TASK GOAL
Reproduce all of the data exactly as written.

Stored records
//! `vault_mount`: a secrets engine mounted at a path.

use crate::error::ProviderError;
use crate::field::{decode_string, decode_string_map, decode_u64, encode_string_map};
use crate::resource::{ReadOutcome, Resource};
use crate::schema::{validate_no_trailing_slash, Attribute, AttributeKind, Schema};
use crate::vault::common::trim_path;
use crate::vault::{LogicalBackend, VaultError};
use async_trait::async_trait;
use serde::{Deserialize, Serialize};
use serde_json::{json, Map, Value};
use std::collections::BTreeMap;
use tracing::debug;

#[derive(Debug, Clone, Default, PartialEq, Serialize, Deserialize)]
pub struct Mount {
    pub path: String,
    #[serde(rename = "type")]
    pub mount_type: String,
    #[serde(default, skip_serializing_if = "Option::is_none")]
    pub description: Option<String>,
    #[serde(default, skip_serializing_if = "Option::is_none")]
    pub default_lease_ttl_seconds: Option<u64>,
    #[serde(default, skip_serializing_if = "Option::is_none")]
    pub max_lease_ttl_seconds: Option<u64>,
    #[serde(default, skip_serializing_if = "Option::is_none")]
    pub options: Option<BTreeMap<String, String>>,
    #[serde(default, skip_serializing_if = "Option::is_none")]
    pub accessor: Option<String>,
}

impl Mount {
    fn tuning(&self) -> Map<String, Value> {
        let mut payload = Map::new();
        if let Some(description) = &self.description {
            payload.insert("description".to_string(), json!(description));
        }
        if let Some(ttl) = self.default_lease_ttl_seconds {
            payload.insert("default_lease_ttl".to_string(), json!(ttl));
        }
        if let Some(ttl) = self.max_lease_ttl_seconds {
            payload.insert("max_lease_ttl".to_string(), json!(ttl));
        }
        if let Some(options) = encode_string_map(&self.options) {
            payload.insert("options".to_string(), options);
        }
        payload
    }

    fn create_payload(&self) -> Map<String, Value> {
        let mut tuning = self.tuning();
        let mut payload = Map::new();
        payload.insert("type".to_string(), json!(self.mount_type));
        if let Some(description) = tuning.remove("description") {
            payload.insert("description".to_string(), description);
        }
        if let Some(options) = tuning.remove("options") {
            payload.insert("options".to_string(), options);
        }
        // what is left are the lease TTLs, which live under "config" on create
        if !tuning.is_empty() {
            payload.insert("config".to_string(), Value::Object(tuning));
        }
        payload
    }

    fn from_listing(path: &str, entry: &Value) -> Result<Self, VaultError> {
        let config = entry.get("config");
        Ok(Self {
            path: path.to_string(),
            mount_type: decode_string("type", entry.get("type"))?.unwrap_or_default(),
            description: decode_string("description", entry.get("description"))?
                .filter(|d| !d.is_empty()),
            default_lease_ttl_seconds: decode_u64(
                "default_lease_ttl",
                config.and_then(|c| c.get("default_lease_ttl")),
            )?,
            max_lease_ttl_seconds: decode_u64(
                "max_lease_ttl",
                config.and_then(|c| c.get("max_lease_ttl")),
            )?,
            options: decode_string_map("options", entry.get("options"))?,
            accessor: decode_string("accessor", entry.get("accessor"))?,
        })
    }
}

fn mount_path(path: &str) -> String {
    format!("sys/mounts/{}", trim_path(path))
}

#[derive(Debug, Default, Clone, Copy)]
pub struct MountResource;

#[async_trait]
impl Resource for MountResource {
    type Config = Mount;

    const TYPE_NAME: &'static str = "vault_mount";

    fn schema(&self) -> Schema {
        Schema::new("Mounts a secrets engine.")
            .attribute(
                Attribute::required("path", AttributeKind::String)
                    .force_new()
                    .describe("Where the secret backend will be mounted.")
                    .validate_with(validate_no_trailing_slash),
            )
            .attribute(
                Attribute::required("type", AttributeKind::String)
                    .force_new()
                    .describe("Type of the backend, such as \"kv\"."),
            )
            .attribute(
                Attribute::optional("description", AttributeKind::String)
                    .describe("Human-friendly description of the mount."),
            )
            .attribute(
                Attribute::optional("default_lease_ttl_seconds", AttributeKind::Int)
                    .describe("Default lease duration for tokens and secrets in seconds."),
            )
            .attribute(
                Attribute::optional("max_lease_ttl_seconds", AttributeKind::Int)
                    .describe("Maximum possible lease duration for tokens and secrets in seconds."),
            )
            .attribute(
                Attribute::optional("options", AttributeKind::StringMap)
                    .describe("Specifies mount type specific options that are passed to the backend."),
            )
            .attribute(
                Attribute::computed("accessor", AttributeKind::String)
                    .describe("Accessor of the mount."),
            )
    }

    fn id(&self, config: &Mount) -> String {
        trim_path(&config.path).to_string()
    }

    fn validate(&self, config: &Mount) -> Result<(), ProviderError> {
        if trim_path(&config.path).is_empty() {
            return Err(ProviderError::validation("path must not be empty"));
        }
        if config.mount_type.is_empty() {
            return Err(ProviderError::validation("type must not be empty"));
        }
        Ok(())
    }

    fn requires_replace(&self, prior: &Mount, desired: &Mount) -> bool {
        trim_path(&prior.path) != trim_path(&desired.path) || prior.mount_type != desired.mount_type
    }

    async fn write(
        &self,
        client: &dyn LogicalBackend,
        config: &Mount,
        prior: Option<&Mount>,
    ) -> Result<(), ProviderError> {
        let (path, payload) = match prior {
            None => (mount_path(&config.path), config.create_payload()),
            Some(_) => (
                format!("{}/tune", mount_path(&config.path)),
                config.tuning(),
            ),
        };
        debug!("Writing mount configuration to {}", path);
        client
            .write(&path, payload)
            .await
            .map_err(ProviderError::writing)?;
        Ok(())
    }

    async fn read(
        &self,
        client: &dyn LogicalBackend,
        id: &str,
    ) -> Result<ReadOutcome<Mount>, ProviderError> {
        let path = trim_path(id);
        let Some(mounts) = client
            .read("sys/mounts")
            .await
            .map_err(ProviderError::reading)?
        else {
            return Ok(ReadOutcome::Gone);
        };
        let Some(entry) = mounts.data.get(&format!("{}/", path)) else {
            debug!("Mount {} not present in sys/mounts", path);
            return Ok(ReadOutcome::Gone);
        };
        Mount::from_listing(path, entry)
            .map(ReadOutcome::Found)
            .map_err(ProviderError::reading)
    }

    async fn delete(&self, client: &dyn LogicalBackend, id: &str) -> Result<(), ProviderError> {
        let path = mount_path(id);
        debug!("Unmounting {}", path);
        client.delete(&path).await.map_err(ProviderError::deleting)
    }
}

FINAL ANSWER
//! `vault_mount`: a secrets engine mounted at a path.

use crate::error::ProviderError;
use crate::field::{decode_string, decode_string_map, decode_u64, encode_string_map};
use crate::resource::{ReadOutcome, Resource};
use crate::schema::{validate_no_trailing_slash, Attribute, AttributeKind, Schema};
use crate::vault::common::trim_path;
use crate::vault::{LogicalBackend, VaultError};
use async_trait::async_trait;
use serde::{Deserialize, Serialize};
use serde_json::{json, Map, Value};
use std::collections::BTreeMap;
use tracing::debug;

#[derive(Debug, Clone, Default, PartialEq, Serialize, Deserialize)]
pub struct Mount {
    pub path: String,
    #[serde(rename = "type")]
    pub mount_type: String,
    #[serde(default, skip_serializing_if = "Option::is_none")]
    pub description: Option<String>,
    #[serde(default, skip_serializing_if = "Option::is_none")]
    pub default_lease_ttl_seconds: Option<u64>,
    #[serde(default, skip_serializing_if = "Option::is_none")]
    pub max_lease_ttl_seconds: Option<u64>,
    #[serde(default, skip_serializing_if = "Option::is_none")]
    pub options: Option<BTreeMap<String, String>>,
    #[serde(default, skip_serializing_if = "Option::is_none")]
    pub accessor: Option<String>,
}

impl Mount {
    fn tuning(&self) -> Map<String, Value> {
        let mut payload = Map::new();
        if let Some(description) = &self.description {
            payload.insert("description".to_string(), json!(description));
        }
        if let Some(ttl) = self.default_lease_ttl_seconds {
            payload.insert("default_lease_ttl".to_string(), json!(ttl));
        }
        if let Some(ttl) = self.max_lease_ttl_seconds {
            payload.insert("max_lease_ttl".to_string(), json!(ttl));
        }
        if let Some(options) = encode_string_map(&self.options) {
            payload.insert("options".to_string(), options);
        }
        payload
    }

    fn create_payload(&self) -> Map<String, Value> {
        let mut tuning = self.tuning();
        let mut payload = Map::new();
        payload.insert("type".to_string(), json!(self.mount_type));
        if let Some(description) = tuning.remove("description") {
            payload.insert("description".to_string(), description);
        }
        if let Some(options) = tuning.remove("options") {
            payload.insert("options".to_string(), options);
        }
        // what is left are the lease TTLs, which live under "config" on create
        if !tuning.is_empty() {
            payload.insert("config".to_string(), Value::Object(tuning));
        }
        payload
    }

    fn from_listing(path: &str, entry: &Value) -> Result<Self, VaultError> {
        let config = entry.get("config");
        Ok(Self {
            path: path.to_string(),
            mount_type: decode_string("type", entry.get("type"))?.unwrap_or_default(),
            description: decode_string("description", entry.get("description"))?
                .filter(|d| !d.is_empty()),
            default_lease_ttl_seconds: decode_u64(
                "default_lease_ttl",
                config.and_then(|c| c.get("default_lease_ttl")),
            )?,
            max_lease_ttl_seconds: decode_u64(
                "max_lease_ttl",
                config.and_then(|c| c.get("max_lease_ttl")),
            )?,
            options: decode_string_map("options", entry.get("options"))?,
            accessor: decode_string("accessor", entry.get("accessor"))?,
        })
    }
}

fn mount_path(path: &str) -> String {
    format!("sys/mounts/{}", trim_path(path))
}

#[derive(Debug, Default, Clone, Copy)]
pub struct MountResource;

#[async_trait]
impl Resource for MountResource {
    type Config = Mount;

    const TYPE_NAME: &'static str = "vault_mount";

    fn schema(&self) -> Schema {
        Schema::new("Mounts a secrets engine.")
            .attribute(
                Attribute::required("path", AttributeKind::String)
                    .force_new()
                    .describe("Where the secret backend will be mounted.")
                    .validate_with(validate_no_trailing_slash),
            )
            .attribute(
                Attribute::required("type", AttributeKind::String)
                    .force_new()
                    .describe("Type of the backend, such as \"kv\"."),
            )
            .attribute(
                Attribute::optional("description", AttributeKind::String)
                    .describe("Human-friendly description of the mount."),
            )
            .attribute(
                Attribute::optional("default_lease_ttl_seconds", AttributeKind::Int)
                    .describe("Default lease duration for tokens and secrets in seconds."),
            )
            .attribute(
                Attribute::optional("max_lease_ttl_seconds", AttributeKind::Int)
                    .describe("Maximum possible lease duration for tokens and secrets in seconds."),
            )
            .attribute(
                Attribute::optional("options", AttributeKind::StringMap)
                    .describe("Specifies mount type specific options that are passed to the backend."),
            )
            .attribute(
                Attribute::computed("accessor", AttributeKind::String)
                    .describe("Accessor of the mount."),
            )
    }

    fn id(&self, config: &Mount) -> String {
        trim_path(&config.path).to_string()
    }

    fn validate(&self, config: &Mount) -> Result<(), ProviderError> {
        if trim_path(&config.path).is_empty() {
            return Err(ProviderError::validation("path must not be empty"));
        }
        if config.mount_type.is_empty() {
            return Err(ProviderError::validation("type must not be empty"));
        }
        Ok(())
    }

    fn requires_replace(&self, prior: &Mount, desired: &Mount) -> bool {
        trim_path(&prior.path) != trim_path(&desired.path) || prior.mount_type != desired.mount_type
    }

    async fn write(
        &self,
        client: &dyn LogicalBackend,
        config: &Mount,
        prior: Option<&Mount>,
    ) -> Result<(), ProviderError> {
        let (path, payload) = match prior {
            None => (mount_path(&config.path), config.create_payload()),
            Some(_) => (
                format!("{}/tune", mount_path(&config.path)),
                config.tuning(),
            ),
        };
        debug!("Writing mount configuration to {}", path);
        client
            .write(&path, payload)
            .await
            .map_err(ProviderError::writing)?;
        Ok(())
    }

    async fn read(
        &self,
        client: &dyn LogicalBackend,
        id: &str,
    ) -> Result<ReadOutcome<Mount>, ProviderError> {
        let path = trim_path(id);
        let Some(mounts) = client
            .read("sys/mounts")
            .await
            .map_err(ProviderError::reading)?
        else {
            return Ok(ReadOutcome::Gone);
        };
        let Some(entry) = mounts.data.get(&format!("{}/", path)) else {
            debug!("Mount {} not present in sys/mounts", path);
            return Ok(ReadOutcome::Gone);
        };
        Mount::from_listing(path, entry)
            .map(ReadOutcome::Found)
            .map_err(ProviderError::reading)
    }

    async fn delete(&self, client: &dyn LogicalBackend, id: &str) -> Result<(), ProviderError> {
        let path = mount_path(id);
        debug!("Unmounting {}", path);
        client.delete(&path).await.map_err(ProviderError::deleting)
    }
}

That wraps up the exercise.